[Stored entries]

//! Adapter bridge: the seam between channel platforms and the envelope
//! world.
//!
//! Adapter protocol implementations live outside the daemon; they register
//! here through the [`ChannelAdapter`] trait. The bridge translates inbound
//! platform messages into agent-destined envelopes and outbound envelopes
//! into adapter calls.

use std::collections::HashMap;
use std::sync::Arc;
use std::time::Duration;

use async_trait::async_trait;
use parking_lot::RwLock;

use hb_domain::envelope::{meta, Attachment, Envelope, EnvelopeContent, EnvelopeStatus};
use hb_domain::id::new_id;
use hb_domain::time::now_ms;
use hb_domain::{Address, Error, Result};

use crate::state::AppState;

/// Per-call ceiling on adapter operations.
const ADAPTER_CALL_TIMEOUT: Duration = Duration::from_secs(15);

// ━━━━━━━━━━━━━━━━━━━━━━━━━━━━━━━━━━━━━━━━━━━━━━━━━━━━━━━━━━━━━━━━━━
// Adapter contract
// ━━━━━━━━━━━━━━━━━━━━━━━━━━━━━━━━━━━━━━━━━━━━━━━━━━━━━━━━━━━━━━━━━━

#[derive(Debug, Clone, Default)]
pub struct OutboundMessage {
    pub text: Option<String>,
    pub attachments: Vec<Attachment>,
    pub parse_mode: Option<String>,
    /// Platform-native message id to quote.
    pub reply_to_channel_message_id: Option<String>,
}

#[derive(Debug, Clone, Default)]
pub struct InboundAuthor {
    pub id: String,
    pub username: Option<String>,
    pub display_name: Option<String>,
}

#[derive(Debug, Clone)]
pub struct InboundMessage {
    pub chat_id: String,
    pub author: InboundAuthor,
    pub text: Option<String>,
    pub attachments: Vec<Attachment>,
    /// Platform-native id of the quoted message, when the user replied.
    pub in_reply_to: Option<String>,
    pub platform_message_id: String,
}

/// Slash-command style out-of-band instruction from a channel.
#[derive(Debug, Clone)]
pub struct InboundCommand {
    pub chat_id: String,
    pub author: InboundAuthor,
    pub command: String,
    pub args: Vec<String>,
}

/// The contract a channel adapter implementation fulfils.
#[async_trait]
pub trait ChannelAdapter: Send + Sync {
    fn platform(&self) -> &str;

    /// The bot credential this adapter connection authenticates with; the
    /// bridge uses it to resolve the owning binding.
    fn adapter_token(&self) -> &str;

    /// Send a message; returns the platform-native message id.
    async fn send_message(&self, chat_id: &str, message: &OutboundMessage) -> Result<String>;

    async fn set_reaction(
        &self,
        chat_id: &str,
        channel_message_id: &str,
        emoji: &str,
    ) -> Result<()>;
}

// ━━━━━━━━━━━━━━━━━━━━━━━━━━━━━━━━━━━━━━━━━━━━━━━━━━━━━━━━━━━━━━━━━━
// Bridge
// ━━━━━━━━━━━━━━━━━━━━━━━━━━━━━━━━━━━━━━━━━━━━━━━━━━━━━━━━━━━━━━━━━━

/// Registry of live adapter connections, keyed by `(platform, token)`.
#[derive(Default)]
pub struct Bridge {
    adapters: RwLock<HashMap<(String, String), Arc<dyn ChannelAdapter>>>,
}

impl Bridge {
    pub fn new() -> Self {
        Self::default()
    }

    pub fn register(&self, adapter: Arc<dyn ChannelAdapter>) {
        let key = (
            adapter.platform().to_string(),
            adapter.adapter_token().to_string(),
        );
        tracing::info!(platform = %key.0, "adapter registered");
        self.adapters.write().insert(key, adapter);
    }

    pub fn unregister(&self, platform: &str, adapter_token: &str) {
        self.adapters
            .write()
            .remove(&(platform.to_string(), adapter_token.to_string()));
    }

    pub fn active_platforms(&self) -> Vec<String> {
        let mut platforms: Vec<String> = self
            .adapters
            .read()
            .keys()
            .map(|(p, _)| p.clone())
            .collect();
        platforms.sort();
        platforms.dedup();
        platforms
    }

    fn adapter_for(
        &self,
        platform: &str,
        adapter_token: Option<&str>,
    ) -> Option<Arc<dyn ChannelAdapter>> {
        let adapters = self.adapters.read();
        match adapter_token {
            Some(token) => adapters
                .get(&(platform.to_string(), token.to_string()))
                .cloned(),
            // No specific credential: any live connection on the platform.
            None => adapters
                .iter()
                .find(|((p, _), _)| p == platform)
                .map(|(_, a)| a.clone()),
        }
    }
}

// ━━━━━━━━━━━━━━━━━━━━━━━━━━━━━━━━━━━━━━━━━━━━━━━━━━━━━━━━━━━━━━━━━━
// Outbound
// ━━━━━━━━━━━━━━━━━━━━━━━━━━━━━━━━━━━━━━━━━━━━━━━━━━━━━━━━━━━━━━━━━━

/// Dispatch an envelope to its destination channel. Returns the
/// platform-native message id on success.
pub async fn dispatch_outbound(state: &AppState, envelope: &Envelope) -> Result<Option<String>> {
    let Address::Channel {
        adapter_type,
        chat_id,
    } = &envelope.to
    else {
        return Err(Error::Internal(format!(
            "envelope {} is not channel-destined",
            envelope.id
        )));
    };

    // When the sender is an agent, deliver through that agent's own
    // credential so the message appears from the right bot identity.
    let sender_token = match envelope.from.agent_name() {
        Some(name) => state
            .store
            .list_bindings(Some(name))?
            .into_iter()
            .find(|b| &b.adapter_type == adapter_type)
            .map(|b| b.adapter_token),
        None => None,
    };

    let adapter = state
        .bridge
        .adapter_for(adapter_type, sender_token.as_deref())
        .ok_or_else(|| Error::Adapter {
            platform: adapter_type.clone(),
            message: "no live adapter connection".into(),
            detail: None,
        })?;

    // Translate the reply pointer into a native quote when the referenced
    // envelope carries a platform message id in this channel.
    let reply_to_channel_message_id = envelope.reply_to().and_then(|reply_id| {
        state
            .store
            .get_envelope(&reply_id)
            .ok()
            .flatten()
            .and_then(|replied| {
                replied
                    .meta_str(meta::PLATFORM_MESSAGE_ID)
                    .map(str::to_string)
            })
    });

    let message = OutboundMessage {
        text: envelope.content.text.clone(),
        attachments: envelope.content.attachments.clone(),
        parse_mode: None,
        reply_to_channel_message_id,
    };

    let sent = tokio::time::timeout(
        ADAPTER_CALL_TIMEOUT,
        adapter.send_message(chat_id, &message),
    )
    .await
    .map_err(|_| Error::Adapter {
        platform: adapter_type.clone(),
        message: format!("send timed out after {}s", ADAPTER_CALL_TIMEOUT.as_secs()),
        detail: None,
    })??;

    Ok(Some(sent))
}

/// Set a reaction on a delivered channel message.
pub async fn dispatch_reaction(
    state: &AppState,
    platform: &str,
    chat_id: &str,
    channel_message_id: &str,
    emoji: &str,
) -> Result<()> {
    let adapter = state
        .bridge
        .adapter_for(platform, None)
        .ok_or_else(|| Error::Adapter {
            platform: platform.to_string(),
            message: "no live adapter connection".into(),
            detail: None,
        })?;
    tokio::time::timeout(
        ADAPTER_CALL_TIMEOUT,
        adapter.set_reaction(chat_id, channel_message_id, emoji),
    )
    .await
    .map_err(|_| Error::Adapter {
        platform: platform.to_string(),
        message: format!(
            "reaction timed out after {}s",
            ADAPTER_CALL_TIMEOUT.as_secs()
        ),
        detail: None,
    })?
}

// ━━━━━━━━━━━━━━━━━━━━━━━━━━━━━━━━━━━━━━━━━━━━━━━━━━━━━━━━━━━━━━━━━━
// Inbound
// ━━━━━━━━━━━━━━━━━━━━━━━━━━━━━━━━━━━━━━━━━━━━━━━━━━━━━━━━━━━━━━━━━━

/// Handle an inbound platform message: resolve the binding, stamp boss
/// identity, translate quotes, and route an envelope to the bound agent.
///
/// Messages on unbound credentials are dropped; the boss gets a one-line
/// warning on that platform when reachable.
pub async fn handle_inbound(
    state: &AppState,
    platform: &str,
    adapter_token: &str,
    inbound: InboundMessage,
) -> Result<()> {
    let Some(binding) = state.store.find_binding(platform, adapter_token)? else {
        tracing::warn!(platform, chat_id = %inbound.chat_id, "message on unbound adapter credential, dropping");
        warn_boss_unbound(state, platform, adapter_token).await;
        return Ok(());
    };

    let boss_id = state
        .store
        .get_config(&hb_store::config_keys::adapter_boss_id(platform))?;
    let from_boss = boss_id
        .as_deref()
        .is_some_and(|id| id.eq_ignore_ascii_case(&inbound.author.id));

    let channel = Address::channel(platform, inbound.chat_id.clone());

    let mut metadata = serde_json::Map::new();
    metadata.insert(
        meta::PLATFORM_MESSAGE_ID.into(),
        serde_json::json!(inbound.platform_message_id),
    );
    metadata.insert(meta::SENDER_ID.into(), serde_json::json!(inbound.author.id));
    if let Some(username) = &inbound.author.username {
        metadata.insert(meta::SENDER_USERNAME.into(), serde_json::json!(username));
    }
    if let Some(display) = &inbound.author.display_name {
        metadata.insert(meta::SENDER_DISPLAY_NAME.into(), serde_json::json!(display));
    }
    if let Some(quoted_mid) = &inbound.in_reply_to {
        if let Some(replied) = state
            .store
            .find_envelope_by_platform_message_id(&channel.to_string(), quoted_mid)?
        {
            metadata.insert(
                meta::REPLY_TO_ENVELOPE_ID.into(),
                serde_json::json!(replied.id.to_string()),
            );
        }
    }

    let envelope = Envelope {
        id: new_id(),
        from: channel,
        to: Address::agent(&binding.agent_name),
        from_boss,
        content: EnvelopeContent {
            text: inbound.text,
            attachments: inbound.attachments,
        },
        deliver_at: None,
        status: EnvelopeStatus::Pending,
        created_at: now_ms(),
        metadata,
    };

    super::router::submit(state, envelope).await
}

/// Out-of-band adapter commands. `/refresh` queues a manual session refresh
/// for the bound agent; anything else is logged and dropped.
pub async fn handle_inbound_command(
    state: &AppState,
    platform: &str,
    adapter_token: &str,
    command: InboundCommand,
) -> Result<()> {
    let Some(binding) = state.store.find_binding(platform, adapter_token)? else {
        tracing::warn!(platform, command = %command.command, "command on unbound adapter credential, dropping");
        return Ok(());
    };
    match command.command.as_str() {
        "refresh" => {
            state.store.set_refresh_requested(&binding.agent_name, true)?;
            tracing::info!(agent = %binding.agent_name, "manual session refresh queued");
            Ok(())
        }
        other => {
            tracing::debug!(platform, command = other, "unhandled adapter command");
            Ok(())
        }
    }
}

async fn warn_boss_unbound(state: &AppState, platform: &str, adapter_token: &str) {
    let Ok(Some(boss_id)) = state
        .store
        .get_config(&hb_store::config_keys::adapter_boss_id(platform))
    else {
        return;
    };
    let Some(adapter) = state.bridge.adapter_for(platform, Some(adapter_token)) else {
        return;
    };
    let warning = OutboundMessage {
        text: Some(format!(
            "unbound-adapter: a message arrived on a {platform} credential with no agent binding"
        )),
        ..Default::default()
    };
    if let Err(e) = tokio::time::timeout(
        ADAPTER_CALL_TIMEOUT,
        adapter.send_message(&boss_id, &warning),
    )
    .await
    .unwrap_or_else(|_| Err(Error::Internal("warning send timed out".into())))
    {
        tracing::debug!(platform, error = %e, "failed to warn boss about unbound adapter");
    }
}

DESCRIPTION OF THE TASK
Beginning at the line with "fn platform(&self) -> &str;" and stopping after the line with "platform-native message id.", please write out every line of the data above exactly and nothing else.

ANSWER TO THE PROBLEM
    fn platform(&self) -> &str;

    /// The bot credential this adapter connection authenticates with; the
    /// bridge uses it to resolve the owning binding.
    fn adapter_token(&self) -> &str;

    /// Send a message; returns the platform-native message id.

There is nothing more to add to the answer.